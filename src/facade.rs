//! A polymorphic façade over a concrete polyhedron representation.
//!
//! The original wraps several alternative engines (box-augmented,
//! factored-product, powerset) behind one run-time-tagged handle.
//! Those engines are full alternative domains built *on top of* this
//! crate's core and are out of scope here (see `DESIGN.md`); only the
//! dispatch shape is kept, with [`Poly_`] the single populated
//! variant. `Boxed`/`Factored` stay as unimplemented placeholders so
//! the enum documents the intended extension point without pretending
//! to implement it, and `Stats` simply forwards to the wrapped `Poly`.

use crate::con::Con;
use crate::gen::Gen;
use crate::globals::{DimType, Topol};
use crate::poly::Poly;

/// A run-time-tagged polyhedron handle. Binary operations require both
/// sides to carry the same variant; see [`Facade::same_kind`].
#[derive(Clone, Debug)]
pub enum Facade {
    /// A plain polyhedron: the only variant with full semantics here.
    Poly_(Poly),
    /// Bounding-box-augmented representation: not implemented by this
    /// port (see `DESIGN.md`).
    Boxed,
    /// Factored-product representation: not implemented by this port.
    Factored,
    /// A statistics-only wrapper over a plain polyhedron.
    Stats(Poly),
}

impl Facade {
    /// Wraps a plain polyhedron.
    pub fn from_poly(p: Poly) -> Self {
        Facade::Poly_(p)
    }

    /// True iff `self` and `other` carry the same variant (the
    /// precondition for any binary operation).
    pub fn same_kind(&self, other: &Facade) -> bool {
        matches!(
            (self, other),
            (Facade::Poly_(_), Facade::Poly_(_))
                | (Facade::Boxed, Facade::Boxed)
                | (Facade::Factored, Facade::Factored)
                | (Facade::Stats(_), Facade::Stats(_))
        )
    }

    /// Space dimension, forwarded to the wrapped polyhedron.
    pub fn space_dim(&self) -> DimType {
        match self {
            Facade::Poly_(p) | Facade::Stats(p) => p.space_dim(),
            Facade::Boxed | Facade::Factored => unimplemented!("alternative domain not part of this port"),
        }
    }

    /// True iff empty, forwarded to the wrapped polyhedron.
    pub fn is_empty(&self) -> bool {
        match self {
            Facade::Poly_(p) | Facade::Stats(p) => p.is_empty(),
            Facade::Boxed | Facade::Factored => unimplemented!("alternative domain not part of this port"),
        }
    }

    /// Intersects in place; panics if `other` is not the same variant.
    pub fn intersection_assign(&mut self, other: &Facade) {
        assert!(self.same_kind(other), "mixed facade kinds in intersection_assign");
        match (self, other) {
            (Facade::Poly_(a), Facade::Poly_(b)) => a.intersection_assign(b),
            (Facade::Stats(a), Facade::Stats(b)) => a.intersection_assign(b),
            _ => unimplemented!("alternative domain not part of this port"),
        }
    }

    /// The wrapped constraint system, if this is a `Poly_`/`Stats`
    /// variant.
    pub fn cons(&self) -> Option<Vec<Con>> {
        match self {
            Facade::Poly_(p) | Facade::Stats(p) => Some(p.cons_iter().collect()),
            Facade::Boxed | Facade::Factored => None,
        }
    }

    /// The wrapped generator system, if this is a `Poly_`/`Stats`
    /// variant.
    pub fn gens(&self) -> Option<Vec<Gen>> {
        match self {
            Facade::Poly_(p) | Facade::Stats(p) => Some(p.gens_iter().collect()),
            Facade::Boxed | Facade::Factored => None,
        }
    }
}

/// The universe polyhedron, wrapped in the plain façade variant.
pub fn universe(dim: DimType, topol: Topol) -> Facade {
    Facade::Poly_(Poly::universe(dim, topol))
}

#[cfg(test)]
mod tests {
    use super::*;

    #[test]
    fn same_kind_rejects_mixed_variants() {
        let a = Facade::Poly_(Poly::universe(1, Topol::Closed));
        let b = Facade::Stats(Poly::universe(1, Topol::Closed));
        assert!(!a.same_kind(&b));
    }

    #[test]
    fn intersection_assign_forwards_to_the_wrapped_poly() {
        let mut a = universe(1, Topol::Closed);
        let b = universe(1, Topol::Closed);
        a.intersection_assign(&b);
        assert!(!a.is_empty());
    }

    #[test]
    fn cons_and_gens_are_available_for_the_plain_variant() {
        let f = universe(2, Topol::Closed);
        assert!(f.cons().is_some());
        assert!(f.gens().is_some());
    }
}
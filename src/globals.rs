//! Crate-wide scalar types and enums shared by every module, mirroring
//! `globals.hh` in the original.

/// The integer type used for space dimensions and row/column indices.
/// Signed (matching the original's `dim_type`) so that `-1` can serve as a
/// sentinel in a couple of internal helpers.
pub type DimType = i32;

/// Sentinel meaning "not a dimension".
pub const fn not_a_dim() -> DimType {
    -1
}

/// Topology of a polyhedron: topologically closed, or not-necessarily-closed
/// (admits strict inequalities and closure points).
#[derive(Clone, Copy, Debug, PartialEq, Eq, Hash)]
pub enum Topol {
    /// C-polyhedron.
    Closed,
    /// NNC-polyhedron.
    Nnc,
}

/// Distinguished element used when building a polyhedron "from scratch".
#[derive(Clone, Copy, Debug, PartialEq, Eq, Hash)]
pub enum SpecElem {
    /// The empty polyhedron.
    Empty,
    /// The universe (whole space).
    Universe,
}

/// Whether a widening call may assume `y \subseteq x` (risky) or must first
/// establish it by computing a convex hull (safe).
#[derive(Clone, Copy, Debug, PartialEq, Eq, Hash)]
pub enum WidenSpec {
    /// Caller guarantees `y \subseteq x`.
    Risky,
    /// Lift by first computing `x := x \sqcup y`.
    Safe,
}

/// Which widening operator to apply.
#[derive(Clone, Copy, Debug, PartialEq, Eq, Hash)]
pub enum WidenImpl {
    /// Plain H79.
    H79,
    /// Bounding-box-assisted H79.
    BoxedH79,
    /// BHRZ03 with certificate-guarded refinements.
    Bhrz03,
}

/// Three-valued logic used by a couple of relational queries that may be
/// unable to decide without further (possibly expensive) work.
#[derive(Clone, Copy, Debug, PartialEq, Eq, Hash)]
pub enum TvBool {
    /// Undetermined.
    DontKnow,
    /// Definitely false.
    False,
    /// Definitely true.
    True,
}

/// Status of a `Poly`'s dual representation.
#[derive(Clone, Copy, Debug, PartialEq, Eq, Hash)]
pub enum Status {
    /// The polyhedron is empty; only `cs.sing_rows` (a single false
    /// constraint) is meaningful.
    Empty,
    /// Both representations are up to date and minimized.
    Minimized,
    /// One side has pending rows not yet reflected in the other.
    Pending,
}
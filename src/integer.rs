//! Arbitrary-precision signed integers.
//!
//! [`Integer`] is a thin wrapper around [`num_bigint::BigInt`] providing the
//! small set of operations the rest of the crate needs: addition,
//! multiplication, exact division, gcd/lcm, sign and comparison. There is no
//! representation of infinity; every [`Integer`] is a finite value and zero
//! is unique (`BigInt`'s `Zero` impl already guarantees this).

use std::cmp::Ordering;
use std::fmt;
use std::ops::{Add, AddAssign, Mul, MulAssign, Neg, Sub, SubAssign};

use num_bigint::BigInt;
use num_integer::Integer as _;
use num_traits::{One, Signed, Zero};

/// An arbitrary-precision signed integer.
#[derive(Clone, Debug, Default, PartialEq, Eq, PartialOrd, Ord, Hash)]
pub struct Integer(BigInt);

impl Integer {
    /// The integer zero.
    pub fn zero() -> Self {
        Integer(BigInt::zero())
    }

    /// The integer one.
    pub fn one() -> Self {
        Integer(BigInt::one())
    }

    /// Builds an `Integer` from any type convertible to `i64`.
    pub fn from_i64(v: i64) -> Self {
        Integer(BigInt::from(v))
    }

    /// True iff this value is zero.
    pub fn is_zero(&self) -> bool {
        self.0.is_zero()
    }

    /// True iff this value is strictly positive.
    pub fn is_positive(&self) -> bool {
        self.0.is_positive()
    }

    /// True iff this value is strictly negative.
    pub fn is_negative(&self) -> bool {
        self.0.is_negative()
    }

    /// -1, 0 or 1 according to the sign of `self`.
    pub fn sign(&self) -> i32 {
        if self.is_zero() {
            0
        } else if self.is_negative() {
            -1
        } else {
            1
        }
    }

    /// Absolute value.
    pub fn abs(&self) -> Self {
        Integer(self.0.abs())
    }

    /// In-place negation.
    pub fn neg_assign(&mut self) {
        self.0 = -std::mem::replace(&mut self.0, BigInt::zero());
    }

    /// Greatest common divisor of `x` and `y` (always non-negative).
    pub fn gcd(x: &Integer, y: &Integer) -> Integer {
        Integer(x.0.gcd(&y.0))
    }

    /// Least common multiple of `x` and `y` (always non-negative).
    pub fn lcm(x: &Integer, y: &Integer) -> Integer {
        Integer(x.0.lcm(&y.0))
    }

    /// Exact division: requires `y` divides `x` (i.e. `x % y == 0`).
    ///
    /// # Panics
    /// In debug builds, panics if the division is not exact; this is a
    /// precondition violation per the error-handling design (programming
    /// bug, not a recoverable error).
    pub fn exact_div(x: &Integer, y: &Integer) -> Integer {
        debug_assert!(!y.is_zero(), "exact_div by zero");
        debug_assert!(
            (&x.0 % &y.0).is_zero(),
            "exact_div: {} does not divide {}",
            y.0,
            x.0
        );
        Integer(&x.0 / &y.0)
    }

    /// Truncating division remainder, as used by `exact_div`'s precondition
    /// check and by integral-split arithmetic.
    pub fn rem(&self, y: &Integer) -> Integer {
        Integer(&self.0 % &y.0)
    }

    /// Floor division (rounds towards negative infinity).
    pub fn div_floor(&self, y: &Integer) -> Integer {
        Integer(self.0.div_floor(&y.0))
    }

    /// Ceiling division (rounds towards positive infinity).
    pub fn div_ceil(&self, y: &Integer) -> Integer {
        let (q, r) = self.0.div_mod_floor(&y.0);
        if r.is_zero() {
            Integer(q)
        } else {
            Integer(q + BigInt::one())
        }
    }

    /// Converts to `i64` when representable.
    pub fn to_i64(&self) -> Option<i64> {
        use num_traits::ToPrimitive;
        self.0.to_i64()
    }

    /// Reference to the underlying `BigInt`, for interop with `Rational`.
    pub(crate) fn as_bigint(&self) -> &BigInt {
        &self.0
    }

    pub(crate) fn from_bigint(v: BigInt) -> Self {
        Integer(v)
    }
}

impl fmt::Display for Integer {
    fn fmt(&self, f: &mut fmt::Formatter<'_>) -> fmt::Result {
        write!(f, "{}", self.0)
    }
}

impl From<i64> for Integer {
    fn from(v: i64) -> Self {
        Integer::from_i64(v)
    }
}
impl From<i32> for Integer {
    fn from(v: i32) -> Self {
        Integer::from_i64(v as i64)
    }
}

impl Neg for Integer {
    type Output = Integer;
    fn neg(mut self) -> Integer {
        self.neg_assign();
        self
    }
}
impl Neg for &Integer {
    type Output = Integer;
    fn neg(self) -> Integer {
        Integer(-&self.0)
    }
}

macro_rules! forward_binop {
    ($trait:ident, $method:ident, $op:tt) => {
        impl $trait for Integer {
            type Output = Integer;
            fn $method(self, rhs: Integer) -> Integer {
                Integer(&self.0 $op &rhs.0)
            }
        }
        impl $trait for &Integer {
            type Output = Integer;
            fn $method(self, rhs: &Integer) -> Integer {
                Integer(&self.0 $op &rhs.0)
            }
        }
    };
}
forward_binop!(Add, add, +);
forward_binop!(Sub, sub, -);
forward_binop!(Mul, mul, *);

impl AddAssign<&Integer> for Integer {
    fn add_assign(&mut self, rhs: &Integer) {
        self.0 += &rhs.0;
    }
}
impl SubAssign<&Integer> for Integer {
    fn sub_assign(&mut self, rhs: &Integer) {
        self.0 -= &rhs.0;
    }
}
impl MulAssign<&Integer> for Integer {
    fn mul_assign(&mut self, rhs: &Integer) {
        self.0 *= &rhs.0;
    }
}

impl PartialEq<i64> for Integer {
    fn eq(&self, other: &i64) -> bool {
        self.0 == BigInt::from(*other)
    }
}
impl PartialOrd<i64> for Integer {
    fn partial_cmp(&self, other: &i64) -> Option<Ordering> {
        self.0.partial_cmp(&BigInt::from(*other))
    }
}

/// Computes coprime cofactors `(x/gcd, y/gcd)` in a single pass, mirroring
/// `get_coprimes` in the original `Integer.hh`: reuses storage the way the
/// C++ does (here just two fresh values, Rust has no aliasing trick to
/// reproduce and doesn't need one).
pub fn get_coprimes(x: &Integer, y: &Integer) -> (Integer, Integer) {
    let g = Integer::gcd(x, y);
    if g.is_zero() {
        return (Integer::zero(), Integer::zero());
    }
    (Integer::exact_div(x, &g), Integer::exact_div(y, &g))
}

#[cfg(test)]
mod tests {
    use super::*;

    #[test]
    fn gcd_lcm() {
        let a = Integer::from_i64(12);
        let b = Integer::from_i64(18);
        assert_eq!(Integer::gcd(&a, &b), Integer::from_i64(6));
        assert_eq!(Integer::lcm(&a, &b), Integer::from_i64(36));
    }

    #[test]
    fn exact_div_ok() {
        let a = Integer::from_i64(12);
        let b = Integer::from_i64(4);
        assert_eq!(Integer::exact_div(&a, &b), Integer::from_i64(3));
    }

    #[test]
    fn coprimes() {
        let (cx, cy) = get_coprimes(&Integer::from_i64(12), &Integer::from_i64(18));
        assert_eq!(cx, Integer::from_i64(2));
        assert_eq!(cy, Integer::from_i64(3));
    }

    #[test]
    fn sign_and_abs() {
        let n = Integer::from_i64(-5);
        assert_eq!(n.sign(), -1);
        assert_eq!(n.abs(), Integer::from_i64(5));
    }
}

○ ○ ○ ○ ○ ○ ○

WHAT IS NEEDED
Tally the lines of the listing that contain "Bounding" and give the tally alone.

RESULT BELOW
2